To compare demographic characteristics, disease history, symptom burden, and advance care planning between patients in the Advanced Interdisciplinary Movement Disorders Supportive Care (AIMS) clinic who died with or without hospice involvement.

The AIMS clinic provides interdisciplinary care for patients with advanced Parkinsonism. The team includes neurology, palliative care, social work, dietetics, and nursing.
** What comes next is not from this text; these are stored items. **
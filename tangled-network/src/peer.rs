// src/peer.rs

//! Peer bookkeeping.
//!
//! The actual socket is owned by the read/write tasks spawned in
//! [`crate::node`]; what lives here is the directory of who we're
//! connected to and the channel used to hand a peer's writer task its
//! next outbound [`Packet`](crate::message::Packet).

use crate::errors::{NetworkError, Result};
use crate::message::Packet;
use std::collections::HashMap;
use std::net::SocketAddr;
use std::time::Instant;
use tokio::sync::mpsc;

/// A peer is identified by its tangle address
pub type PeerId = String;

/// Connection state of a peer
#[derive(Clone, Debug, PartialEq)]
pub enum PeerState {
    /// Handshake in progress
    Connecting,
    /// Handshake complete, actively exchanging packets
    Connected,
    /// Connection torn down
    Disconnected,
}

/// Everything needed to reach and describe a connected peer
#[derive(Clone)]
pub struct PeerHandle {
    /// Peer's tangle address
    pub id: PeerId,
    /// Remote socket address
    pub addr: SocketAddr,
    /// Port the peer accepts inbound connections on (from its handshake)
    pub listen_port: u16,
    /// Channel to the peer's writer task
    pub outbound: mpsc::UnboundedSender<Packet>,
    /// Last time a packet was received from this peer
    pub last_seen: Instant,
    /// Current connection state
    pub state: PeerState,
}

impl PeerHandle {
    /// Queues a packet for delivery to this peer
    pub fn send(&self, packet: Packet) -> Result<()> {
        self.outbound
            .send(packet)
            .map_err(|_| NetworkError::ConnectionError(format!("peer {} disconnected", self.id)))
    }

    /// Whether this peer has completed its handshake
    pub fn is_connected(&self) -> bool {
        self.state == PeerState::Connected
    }
}

/// Directory of every peer this node currently knows about
pub struct PeerManager {
    peers: HashMap<PeerId, PeerHandle>,
    max_peers: usize,
}

impl PeerManager {
    /// Creates an empty manager bounded to `max_peers` connections
    pub fn new(max_peers: usize) -> Self {
        Self {
            peers: HashMap::new(),
            max_peers,
        }
    }

    /// Registers a peer, rejecting the connection if the pool is full
    pub fn add_peer(&mut self, handle: PeerHandle) -> Result<()> {
        if self.peers.len() >= self.max_peers && !self.peers.contains_key(&handle.id) {
            return Err(NetworkError::MaxPeersReached);
        }
        self.peers.insert(handle.id.clone(), handle);
        Ok(())
    }

    /// Drops a peer from the directory
    pub fn remove_peer(&mut self, id: &PeerId) {
        self.peers.remove(id);
    }

    /// Looks up a peer by ID
    pub fn get(&self, id: &PeerId) -> Option<&PeerHandle> {
        self.peers.get(id)
    }

    /// All connected peer IDs, optionally excluding one (the sender of a
    /// message being relayed)
    pub fn connected_ids(&self, exclude: Option<&PeerId>) -> Vec<PeerId> {
        self.peers
            .values()
            .filter(|p| p.is_connected() && Some(&p.id) != exclude)
            .map(|p| p.id.clone())
            .collect()
    }

    /// Sends `packet` to every connected peer except `exclude`, returning
    /// how many sends succeeded
    pub fn broadcast(&self, packet: Packet, exclude: Option<&PeerId>) -> usize {
        let mut sent = 0;
        for id in self.connected_ids(exclude) {
            if let Some(peer) = self.peers.get(&id) {
                if peer.send(packet.clone()).is_ok() {
                    sent += 1;
                }
            }
        }
        sent
    }

    /// Number of connected peers
    pub fn peer_count(&self) -> usize {
        self.peers.values().filter(|p| p.is_connected()).count()
    }

    /// Whether another connection can be admitted
    pub fn can_accept_more(&self) -> bool {
        self.peers.len() < self.max_peers
    }

    /// Known host/port pairs, for persisting to the known-peers file
    pub fn known_addrs(&self) -> HashMap<PeerId, SocketAddr> {
        self.peers.iter().map(|(id, p)| (id.clone(), p.addr)).collect()
    }
}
We conducted a retrospective chart review of 175 AIMS patients seen between October 2019 to December 2023. Data was collected on demographics, disease history, Edmonton Symptom Assessment Scales (ESAS), Parkinson’s Disease Questionnaires (PDQ-8), hospice referrals, mortality (if applicable), and advance care planning (Physician Orders for Life Sustaining Measures (POLST), Healthcare Power of Attorney (HCPOA)). 

18 patients died without hospice and 39 died with hospice. Median AIMS visits prior to death were 1 (IQR 1–2) for non-hospice and 2 (IQR 1–4) for hospice patients (p = 0.01). Median time from last visit to death was 9 months (IQR 5–12) without hospice versus 2 months (IQR 1–6) with hospice (p = 0.005). Completion of POLST/MOLST forms occurred in 23.1% of hospice patients and 0% without hospice (p = 0.045). HCPOA review was more frequent among hospice patients (71.8% vs 38.9%; p = 0.02). Hospice patients reported higher depression scores on the ESAS (median 5 [IQR 0–6] vs 0 [IQR 0–4]; p = 0.048) and PDQ-8 (median 1.6 [IQR 1–3] vs 0 [IQR 0–1.3]; p = 0.03).

Hospice enrollment was associated with closer clinical follow-up, greater engagement in advance care planning and higher rates depression symptoms.  These findings suggest that mood symptoms and patterns of healthcare utilization may serve as early indicators of transition and readiness for hospice, which highlights the need for proactive palliative care integration into advanced Parkinson’s management.